Direct Experimental Access to the Nonadiabatic Initial Momentum Offset upon Tunnel Ionization

TL;DR

This paper experimentally investigates the nonadiabatic initial momentum offset in electron tunneling ionization of argon, demonstrating control methods and linking the offset to quantum states, with results supported by strong-field approximation.

Contribution

It introduces a direct experimental method to measure the nonadiabatic momentum offset using two-color fields and connects the offset to the magnetic quantum number of intermediate states.

Findings

Nonadiabatic offset depends on laser electric field evolution.

Method for direct access to the offset using two-color fields.

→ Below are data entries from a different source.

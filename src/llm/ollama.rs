//! Ollama chat provider implementation

use super::types::{ChatMessage, ChatRequest, ChatResponse, KeepAlive};
use super::{LlmError, LlmService};
use async_trait::async_trait;
use reqwest::Client;
use serde::{Deserialize, Serialize};
use std::time::Duration;

const REQUEST_TIMEOUT: Duration = Duration::from_secs(300);

/// Ollama service talking to `POST {host}/api/chat`
pub struct OllamaService {
    client: Client,
    host: String,
    chat_url: String,
}

impl OllamaService {
    pub fn new(host: &str) -> Result<Self, LlmError> {
        let client = Client::builder()
            .timeout(REQUEST_TIMEOUT)
            .build()
            .map_err(|e| LlmError::unknown(format!("Failed to create HTTP client: {e}")))?;

        Ok(Self {
            client,
            host: host.to_string(),
            chat_url: format!("{}/api/chat", host.trim_end_matches('/')),
        })
    }

    fn translate_request(request: &ChatRequest) -> OllamaChatRequest<'_> {
        let options = if request.temperature.is_some() || request.repeat_penalty.is_some() {
            Some(OllamaOptions {
                temperature: request.temperature,
                repeat_penalty: request.repeat_penalty,
            })
        } else {
            None
        };

        OllamaChatRequest {
            model: &request.model,
            messages: &request.messages,
            keep_alive: request.keep_alive.as_ref(),
            options,
            stream: false,
        }
    }

    fn classify_error(status: reqwest::StatusCode, body: &str) -> LlmError {
        let message = serde_json::from_str::<OllamaErrorBody>(body)
            .map_or_else(|_| body.trim().to_string(), |parsed| parsed.error);

        if status == reqwest::StatusCode::NOT_FOUND || mentions_missing_model(&message) {
            return LlmError::model_not_found(message);
        }

        match status.as_u16() {
            400 => LlmError::invalid_request(format!("Invalid request: {message}")),
            500..=599 => LlmError::server_error(format!("Server error: {message}")),
            _ => LlmError::unknown(format!("HTTP {status}: {message}")),
        }
    }
}

/// Ollama reports a missing model as "model 'x' not found" or as a failed pull
fn mentions_missing_model(message: &str) -> bool {
    let lower = message.to_ascii_lowercase();
    lower.contains("model") && (lower.contains("not found") || lower.contains("pull"))
}

#[async_trait]
impl LlmService for OllamaService {
    async fn chat(&self, request: &ChatRequest) -> Result<ChatResponse, LlmError> {
        let ollama_request = Self::translate_request(request);

        let response = self
            .client
            .post(&self.chat_url)
            .json(&ollama_request)
            .send()
            .await
            .map_err(|e| {
                if e.is_connect() {
                    LlmError::connection(format!("Connection failed: {e}"))
                } else if e.is_timeout() {
                    LlmError::timeout(format!("Request timeout: {e}"))
                } else {
                    LlmError::unknown(format!("Request failed: {e}"))
                }
            })?;

        let status = response.status();
        let body = response
            .text()
            .await
            .map_err(|e| LlmError::connection(format!("Failed to read response: {e}")))?;

        if !status.is_success() {
            return Err(Self::classify_error(status, &body));
        }

        let ollama_response: OllamaChatResponse = serde_json::from_str(&body)
            .map_err(|e| LlmError::unknown(format!("Failed to parse response: {e} - body: {body}")))?;

        Ok(ChatResponse {
            content: ollama_response.message.and_then(|m| m.content),
        })
    }

    fn host(&self) -> &str {
        &self.host
    }
}

// Ollama API types

#[derive(Debug, Serialize)]
struct OllamaChatRequest<'a> {
    model: &'a str,
    messages: &'a [ChatMessage],
    #[serde(skip_serializing_if = "Option::is_none")]
    keep_alive: Option<&'a KeepAlive>,
    #[serde(skip_serializing_if = "Option::is_none")]
    options: Option<OllamaOptions>,
    stream: bool,
}

#[derive(Debug, Serialize)]
struct OllamaOptions {
    #[serde(skip_serializing_if = "Option::is_none")]
    temperature: Option<f64>,
    #[serde(skip_serializing_if = "Option::is_none")]
    repeat_penalty: Option<f64>,
}

#[derive(Debug, Deserialize)]
struct OllamaChatResponse {
    message: Option<OllamaResponseMessage>,
}

#[derive(Debug, Deserialize)]
struct OllamaResponseMessage {
    content: Option<String>,
}

#[derive(Debug, Deserialize)]
struct OllamaErrorBody {
    error: String,
}
//! Property-based tests for context window assembly

use super::*;
use crate::llm::ChatRole;
use proptest::prelude::*;

fn arb_entry() -> impl Strategy<Value = TranscriptEntry> {
    (
        prop_oneof![Just("Ann"), Just("Bob"), Just("Narrator")],
        "[a-zA-Z0-9 .!?]{0,40}",
    )
        .prop_map(|(speaker, text)| TranscriptEntry::new(speaker, text))
}

fn arb_history() -> impl Strategy<Value = Vec<TranscriptEntry>> {
    proptest::collection::vec(arb_entry(), 0..40)
}

fn arb_agent() -> impl Strategy<Value = AgentProfile> {
    (
        prop_oneof![Just("Ann"), Just("Bob")],
        prop_oneof![Just(String::new()), "[a-zA-Z ]{1,30}"],
    )
        .prop_map(|(name, prompt)| AgentProfile::new(name, prompt))
}

proptest! {
    #[test]
    fn prop_never_exceeds_window(history in arb_history(), agent in arb_agent(), window in 0usize..50) {
        let messages = build_context(&history, &agent, window);
        prop_assert!(messages.len() <= window);
    }

    #[test]
    fn prop_short_history_is_complete(history in arb_history(), agent in arb_agent(), extra in 0usize..10) {
        let system_slots = usize::from(!agent.system_prompt.is_empty());
        let window = history.len() + system_slots + extra;

        let messages = build_context(&history, &agent, window);
        let body = &messages[system_slots..];

        prop_assert_eq!(body.len(), history.len());
        for (message, entry) in body.iter().zip(&history) {
            prop_assert_eq!(&message.content, &entry.text);
        }
    }

    #[test]
    fn prop_roles_are_viewpoint_relative(history in arb_history(), agent in arb_agent(), window in 1usize..50) {
        let messages = build_context(&history, &agent, window);
        let kept = messages.iter().filter(|m| m.role != ChatRole::System).count();
        let tail = &history[history.len() - kept..];

        for (message, entry) in messages.iter().filter(|m| m.role != ChatRole::System).zip(tail) {
            let expected = if entry.speaker == agent.name { ChatRole::Assistant } else { ChatRole::User };
            prop_assert_eq!(message.role, expected);
        }
    }

    #[test]
    fn prop_system_prompt_leads(history in arb_history(), agent in arb_agent(), window in 1usize..50) {
        let messages = build_context(&history, &agent, window);
        let systems: Vec<_> = messages.iter().enumerate().filter(|(_, m)| m.role == ChatRole::System).collect();

        if agent.system_prompt.is_empty() {
            prop_assert!(systems.is_empty());
        } else {
            prop_assert_eq!(systems.len(), 1);
            prop_assert_eq!(systems[0].0, 0);
        }
    }

    #[test]
    fn prop_trim_is_idempotent(history in arb_history(), limit in 0usize..50) {
        let once = trim_history(&history, limit);
        let twice = trim_history(once, limit);
        prop_assert_eq!(once, twice);
        prop_assert!(once.len() <= limit);
    }
}
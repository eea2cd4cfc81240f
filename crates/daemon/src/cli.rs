//! Command-line flags.
//!
//! Every flag mirrors a config file field and overrides it when given.
//! `-v/--version` replaces clap's built-in `-V` to keep the original
//! daemon's flag surface.

use clap::Parser;

use xrelay_config::Config;

/// Trace segment relay daemon.
#[derive(Debug, Parser)]
#[command(name = "xrelayd", disable_version_flag = true)]
pub struct Cli {
    /// Overrides default UDP address (127.0.0.1:2000).
    #[arg(short = 'b', long = "bind", value_name = "ADDR")]
    pub bind: Option<String>,

    /// Overrides default TCP address (127.0.0.1:2000).
    #[arg(short = 't', long = "bind-tcp", value_name = "ADDR")]
    pub bind_tcp: Option<String>,

    /// Load a configuration file from the specified path.
    #[arg(short = 'c', long = "config", value_name = "FILE")]
    pub config: Option<std::path::PathBuf>,

    /// Output logs to the specified file path.
    #[arg(short = 'f', long = "log-file", value_name = "FILE")]
    pub log_file: Option<String>,

    /// Log level, from most verbose to least: trace, debug, info, warn, error.
    #[arg(short = 'l', long = "log-level", value_name = "LEVEL")]
    pub log_level: Option<String>,

    /// Change the amount of memory in MB that buffers can use (minimum 3).
    #[arg(short = 'm', long = "buffer-memory", value_name = "MB")]
    pub buffer_memory: Option<u64>,

    /// Send segments to the service in a specific region.
    #[arg(short = 'n', long = "region", value_name = "REGION")]
    pub region: Option<String>,

    /// Amazon Resource Name (ARN) of the AWS resource running the daemon.
    #[arg(short = 'a', long = "resource-arn", value_name = "ARN")]
    pub resource_arn: Option<String>,

    /// Assume the specified IAM role to upload segments to a different account.
    #[arg(short = 'r', long = "role-arn", value_name = "ARN")]
    pub role_arn: Option<String>,

    /// Don't check for instance metadata.
    #[arg(short = 'o', long = "local-mode")]
    pub local_mode: bool,

    /// Upload segments to the service through a proxy.
    #[arg(short = 'p', long = "proxy-address", value_name = "URL")]
    pub proxy_address: Option<String>,

    /// Show the daemon version.
    #[arg(short = 'v', long = "version")]
    pub version: bool,
}

impl Cli {
    /// Apply flag overrides on top of a loaded config.
    pub fn apply(&self, config: &mut Config) {
        if let Some(bind) = &self.bind {
            config.socket.udp_address = bind.clone();
        }
        if let Some(bind_tcp) = &self.bind_tcp {
            config.socket.tcp_address = bind_tcp.clone();
        }
        if let Some(log_file) = &self.log_file {
            config.logging.log_path = log_file.clone();
        }
        if let Some(log_level) = &self.log_level {
            config.logging.log_level = log_level.clone();
        }
        if let Some(memory) = self.buffer_memory {
            config.total_buffer_size_mb = memory;
        }
        if let Some(region) = &self.region {
            config.region = region.clone();
        }
        if let Some(resource_arn) = &self.resource_arn {
            config.resource_arn = resource_arn.clone();
        }
        if let Some(role_arn) = &self.role_arn {
            config.role_arn = role_arn.clone();
        }
        if self.local_mode {
            config.local_mode = true;
        }
        if let Some(proxy_address) = &self.proxy_address {
            config.proxy_address = proxy_address.clone();
        }
    }
}

#[cfg(test)]
mod tests {
    use super::*;

    fn parse(args: &[&str]) -> Cli {
        Cli::try_parse_from(std::iter::once("xrelayd").chain(args.iter().copied())).unwrap()
    }

    #[test]
    fn test_short_flags() {
        let cli = parse(&[
            "-b", "0.0.0.0:3000", "-t", "0.0.0.0:3001", "-m", "16", "-n", "us-west-2", "-o",
        ]);
        assert_eq!(cli.bind.as_deref(), Some("0.0.0.0:3000"));
        assert_eq!(cli.bind_tcp.as_deref(), Some("0.0.0.0:3001"));
        assert_eq!(cli.buffer_memory, Some(16));
        assert_eq!(cli.region.as_deref(), Some("us-west-2"));
        assert!(cli.local_mode);
    }

    #[test]
    fn test_long_flags() {
        let cli = parse(&[
            "--bind",
            "127.0.0.1:4000",
            "--config",
            "/etc/xrelay/cfg.yaml",
            "--log-file",
            "/var/log/xrelay.log",
            "--log-level",
            "debug",
            "--resource-arn",
            "arn:resource",
            "--role-arn",
            "arn:role",
            "--proxy-address",
            "http://proxy:3128",
        ]);
        assert_eq!(cli.bind.as_deref(), Some("127.0.0.1:4000"));
        assert_eq!(
            cli.config.as_deref(),
            Some(std::path::Path::new("/etc/xrelay/cfg.yaml"))
        );
        assert_eq!(cli.log_file.as_deref(), Some("/var/log/xrelay.log"));
        assert_eq!(cli.log_level.as_deref(), Some("debug"));
        assert_eq!(cli.resource_arn.as_deref(), Some("arn:resource"));
        assert_eq!(cli.role_arn.as_deref(), Some("arn:role"));
        assert_eq!(cli.proxy_address.as_deref(), Some("http://proxy:3128"));
    }

    #[test]
    fn test_version_flag() {
        assert!(parse(&["-v"]).version);
        assert!(parse(&["--version"]).version);
        assert!(!parse(&[]).version);
    }

    #[test]
    fn test_overrides_apply_on_top_of_config() {
        let mut config = xrelay_config::Config::default();
        let cli = parse(&["-b", "0.0.0.0:9000", "-m", "8", "-n", "eu-west-1", "-o"]);
        cli.apply(&mut config);

        assert_eq!(config.socket.udp_address, "0.0.0.0:9000");
        assert_eq!(config.total_buffer_size_mb, 8);
        assert_eq!(config.region, "eu-west-1");
        assert!(config.local_mode);
        // Untouched fields keep their config values.
        assert_eq!(config.socket.tcp_address, "127.0.0.1:2000");
    }

    #[test]
    fn test_no_flags_changes_nothing() {
        let mut config = xrelay_config::Config::default();
        let before = format!("{config:?}");
        parse(&[]).apply(&mut config);
        assert_eq!(before, format!("{config:?}"));
    }
}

Offset linked to magnetic quantum number of intermediate states.

Abstract

We report on the non-adiabatic offset of the initial electron momentum distribution in the plane of polarization upon single ionization of argon by strong field tunneling and show how to experimentally control the degree of non-adiabaticity. Two-color counter- and co-rotating fields (390 and 780 nm) are compared to show that the non-adiabatic offset strongly depends on the temporal evolution of the laser electric field. We introduce a simple method for the direct access to the non-adiabatic offset using two-color counter- and co-rotating fields. Further, for a single-color circularly polarized field at 780 nm we show that the radius of the experimentally observed donut-like distribution increases for increasing momentum in the light propagation direction. Our observed initial momentum offsets are well reproduced by the strong-field approximation (SFA). A mechanistic picture is introduced that links the measured non-adiabatic offset to the magnetic quantum number of virtually populated intermediate states.